▶ _Problem to work on_
Copy out each line below containing "that".

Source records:
++++++++

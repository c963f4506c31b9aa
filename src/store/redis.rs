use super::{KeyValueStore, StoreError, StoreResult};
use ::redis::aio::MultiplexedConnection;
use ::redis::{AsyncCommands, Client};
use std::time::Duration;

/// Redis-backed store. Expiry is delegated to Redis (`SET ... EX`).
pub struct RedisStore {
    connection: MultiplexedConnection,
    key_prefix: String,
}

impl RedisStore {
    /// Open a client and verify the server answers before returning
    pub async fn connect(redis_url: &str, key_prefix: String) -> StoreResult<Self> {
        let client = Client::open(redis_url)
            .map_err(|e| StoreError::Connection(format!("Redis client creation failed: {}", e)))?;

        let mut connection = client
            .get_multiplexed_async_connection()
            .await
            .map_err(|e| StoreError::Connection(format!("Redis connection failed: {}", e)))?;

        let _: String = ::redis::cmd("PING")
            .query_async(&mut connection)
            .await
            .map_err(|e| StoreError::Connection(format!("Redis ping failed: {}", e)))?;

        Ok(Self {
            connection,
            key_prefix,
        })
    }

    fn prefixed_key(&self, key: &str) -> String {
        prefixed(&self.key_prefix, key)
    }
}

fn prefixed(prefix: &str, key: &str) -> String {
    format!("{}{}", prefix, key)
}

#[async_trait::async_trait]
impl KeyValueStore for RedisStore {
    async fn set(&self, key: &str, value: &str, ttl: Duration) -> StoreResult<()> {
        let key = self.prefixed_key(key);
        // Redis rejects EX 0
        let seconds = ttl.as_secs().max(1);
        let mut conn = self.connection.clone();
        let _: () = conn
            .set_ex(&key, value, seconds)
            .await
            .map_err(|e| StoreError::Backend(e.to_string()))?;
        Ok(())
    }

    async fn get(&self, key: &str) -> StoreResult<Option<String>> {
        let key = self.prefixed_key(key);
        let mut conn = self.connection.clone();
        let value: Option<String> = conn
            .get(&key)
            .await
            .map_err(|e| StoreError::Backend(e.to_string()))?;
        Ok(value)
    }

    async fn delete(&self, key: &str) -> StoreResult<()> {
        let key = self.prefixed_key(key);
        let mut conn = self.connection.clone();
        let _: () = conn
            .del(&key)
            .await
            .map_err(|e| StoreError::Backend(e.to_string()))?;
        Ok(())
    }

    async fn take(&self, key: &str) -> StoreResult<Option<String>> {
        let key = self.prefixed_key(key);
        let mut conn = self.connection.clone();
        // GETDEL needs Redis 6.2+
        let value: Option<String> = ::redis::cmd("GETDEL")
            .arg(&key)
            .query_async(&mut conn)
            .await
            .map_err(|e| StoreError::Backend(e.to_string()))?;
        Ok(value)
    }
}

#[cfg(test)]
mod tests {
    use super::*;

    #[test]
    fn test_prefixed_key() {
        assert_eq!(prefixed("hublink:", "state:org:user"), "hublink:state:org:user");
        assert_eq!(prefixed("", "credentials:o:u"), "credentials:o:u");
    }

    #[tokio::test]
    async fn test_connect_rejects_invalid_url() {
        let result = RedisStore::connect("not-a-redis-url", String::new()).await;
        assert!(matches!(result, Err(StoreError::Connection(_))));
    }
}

++++++++

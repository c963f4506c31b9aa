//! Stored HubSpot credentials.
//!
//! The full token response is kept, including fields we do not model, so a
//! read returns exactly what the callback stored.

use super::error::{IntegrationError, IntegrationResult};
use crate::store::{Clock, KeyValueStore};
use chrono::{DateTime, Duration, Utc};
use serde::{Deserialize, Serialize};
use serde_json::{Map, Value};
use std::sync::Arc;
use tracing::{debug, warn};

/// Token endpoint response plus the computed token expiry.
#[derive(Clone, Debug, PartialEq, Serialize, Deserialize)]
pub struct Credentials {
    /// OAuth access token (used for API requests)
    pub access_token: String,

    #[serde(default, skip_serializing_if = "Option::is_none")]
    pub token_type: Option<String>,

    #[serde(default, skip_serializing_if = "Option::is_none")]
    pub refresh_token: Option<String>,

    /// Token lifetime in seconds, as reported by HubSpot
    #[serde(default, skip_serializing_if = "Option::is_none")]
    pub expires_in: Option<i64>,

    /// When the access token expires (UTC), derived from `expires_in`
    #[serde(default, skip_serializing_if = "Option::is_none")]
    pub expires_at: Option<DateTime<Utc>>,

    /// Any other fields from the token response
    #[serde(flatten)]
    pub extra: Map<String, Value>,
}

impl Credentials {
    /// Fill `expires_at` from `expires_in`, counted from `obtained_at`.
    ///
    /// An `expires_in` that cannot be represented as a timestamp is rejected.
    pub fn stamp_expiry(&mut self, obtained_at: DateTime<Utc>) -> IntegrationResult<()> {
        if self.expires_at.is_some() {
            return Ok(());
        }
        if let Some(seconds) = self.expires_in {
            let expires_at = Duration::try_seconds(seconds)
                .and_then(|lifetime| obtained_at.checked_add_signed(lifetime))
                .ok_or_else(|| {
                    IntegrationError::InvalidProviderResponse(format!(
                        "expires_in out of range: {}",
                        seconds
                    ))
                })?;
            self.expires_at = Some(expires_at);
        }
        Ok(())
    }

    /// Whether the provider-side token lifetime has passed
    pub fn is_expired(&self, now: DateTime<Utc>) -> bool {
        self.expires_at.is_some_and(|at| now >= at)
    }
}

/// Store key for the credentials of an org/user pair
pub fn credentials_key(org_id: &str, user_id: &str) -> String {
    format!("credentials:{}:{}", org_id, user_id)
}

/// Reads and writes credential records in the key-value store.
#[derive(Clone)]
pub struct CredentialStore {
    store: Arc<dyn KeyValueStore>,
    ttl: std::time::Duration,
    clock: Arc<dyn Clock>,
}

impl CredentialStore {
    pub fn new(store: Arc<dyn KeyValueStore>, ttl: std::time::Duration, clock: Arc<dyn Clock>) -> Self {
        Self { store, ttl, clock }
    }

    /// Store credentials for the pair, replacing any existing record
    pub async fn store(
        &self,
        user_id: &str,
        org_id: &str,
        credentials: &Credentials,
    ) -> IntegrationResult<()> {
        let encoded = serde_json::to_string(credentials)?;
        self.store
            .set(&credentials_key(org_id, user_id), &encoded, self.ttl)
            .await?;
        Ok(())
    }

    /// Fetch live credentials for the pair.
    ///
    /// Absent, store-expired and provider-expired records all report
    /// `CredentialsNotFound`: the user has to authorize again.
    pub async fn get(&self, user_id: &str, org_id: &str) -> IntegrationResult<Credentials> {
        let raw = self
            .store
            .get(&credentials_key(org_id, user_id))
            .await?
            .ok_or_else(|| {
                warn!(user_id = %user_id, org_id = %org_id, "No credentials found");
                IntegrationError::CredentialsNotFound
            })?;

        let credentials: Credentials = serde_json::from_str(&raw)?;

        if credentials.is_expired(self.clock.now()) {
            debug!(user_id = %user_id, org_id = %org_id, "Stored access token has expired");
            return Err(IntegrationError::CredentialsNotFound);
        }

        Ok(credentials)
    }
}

++++++++

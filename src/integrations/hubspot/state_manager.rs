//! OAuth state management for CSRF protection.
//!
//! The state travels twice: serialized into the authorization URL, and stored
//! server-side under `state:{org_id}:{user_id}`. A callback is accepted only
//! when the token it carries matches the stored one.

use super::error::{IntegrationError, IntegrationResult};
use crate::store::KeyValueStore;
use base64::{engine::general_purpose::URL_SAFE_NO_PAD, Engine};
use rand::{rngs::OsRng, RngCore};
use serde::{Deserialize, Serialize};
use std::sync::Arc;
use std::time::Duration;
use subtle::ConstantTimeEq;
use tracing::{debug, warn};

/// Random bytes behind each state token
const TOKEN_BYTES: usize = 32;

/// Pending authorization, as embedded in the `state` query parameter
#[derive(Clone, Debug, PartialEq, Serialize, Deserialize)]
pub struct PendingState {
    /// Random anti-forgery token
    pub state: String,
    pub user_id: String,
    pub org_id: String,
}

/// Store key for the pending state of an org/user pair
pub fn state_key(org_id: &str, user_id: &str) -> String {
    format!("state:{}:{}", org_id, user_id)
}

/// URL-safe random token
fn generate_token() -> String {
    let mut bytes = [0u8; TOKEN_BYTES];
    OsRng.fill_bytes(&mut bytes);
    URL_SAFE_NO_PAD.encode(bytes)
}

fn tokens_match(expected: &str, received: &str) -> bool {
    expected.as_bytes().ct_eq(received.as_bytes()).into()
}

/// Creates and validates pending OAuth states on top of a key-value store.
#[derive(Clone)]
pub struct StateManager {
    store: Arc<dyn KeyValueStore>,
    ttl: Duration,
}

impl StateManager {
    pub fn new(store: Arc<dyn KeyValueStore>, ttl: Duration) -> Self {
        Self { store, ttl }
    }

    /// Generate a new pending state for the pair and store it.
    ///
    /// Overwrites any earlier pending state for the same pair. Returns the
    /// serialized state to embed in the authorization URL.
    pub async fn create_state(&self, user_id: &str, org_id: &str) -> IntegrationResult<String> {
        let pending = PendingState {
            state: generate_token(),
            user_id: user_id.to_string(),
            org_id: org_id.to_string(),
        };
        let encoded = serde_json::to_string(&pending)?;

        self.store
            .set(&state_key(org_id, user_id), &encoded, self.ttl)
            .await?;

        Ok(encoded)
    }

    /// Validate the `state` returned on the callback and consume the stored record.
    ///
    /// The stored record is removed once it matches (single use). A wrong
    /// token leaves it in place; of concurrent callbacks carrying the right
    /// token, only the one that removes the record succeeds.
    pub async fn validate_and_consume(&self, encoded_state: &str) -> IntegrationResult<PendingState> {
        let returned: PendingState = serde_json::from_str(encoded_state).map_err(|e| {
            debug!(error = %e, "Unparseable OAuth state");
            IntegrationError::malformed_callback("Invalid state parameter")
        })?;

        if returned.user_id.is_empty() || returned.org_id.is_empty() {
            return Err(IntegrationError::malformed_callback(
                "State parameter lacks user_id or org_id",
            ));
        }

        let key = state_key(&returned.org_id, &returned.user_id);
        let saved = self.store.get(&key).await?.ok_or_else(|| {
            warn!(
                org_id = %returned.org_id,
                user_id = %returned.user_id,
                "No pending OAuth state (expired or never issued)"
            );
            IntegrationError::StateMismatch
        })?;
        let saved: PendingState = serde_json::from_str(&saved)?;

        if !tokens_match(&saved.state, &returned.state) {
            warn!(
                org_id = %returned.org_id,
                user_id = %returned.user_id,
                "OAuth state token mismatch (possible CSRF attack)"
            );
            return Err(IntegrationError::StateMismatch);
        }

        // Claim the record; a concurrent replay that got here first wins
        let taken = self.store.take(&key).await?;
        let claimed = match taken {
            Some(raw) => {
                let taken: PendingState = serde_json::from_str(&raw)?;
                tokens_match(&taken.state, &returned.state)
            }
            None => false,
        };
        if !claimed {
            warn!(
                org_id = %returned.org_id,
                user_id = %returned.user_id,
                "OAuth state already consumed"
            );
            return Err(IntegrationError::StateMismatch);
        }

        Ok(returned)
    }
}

++++++++

▶ _Solution below_
    /// An `expires_in` that cannot be represented as a timestamp is rejected.
    /// token, only the one that removes the record succeeds.
        // Claim the record; a concurrent replay that got here first wins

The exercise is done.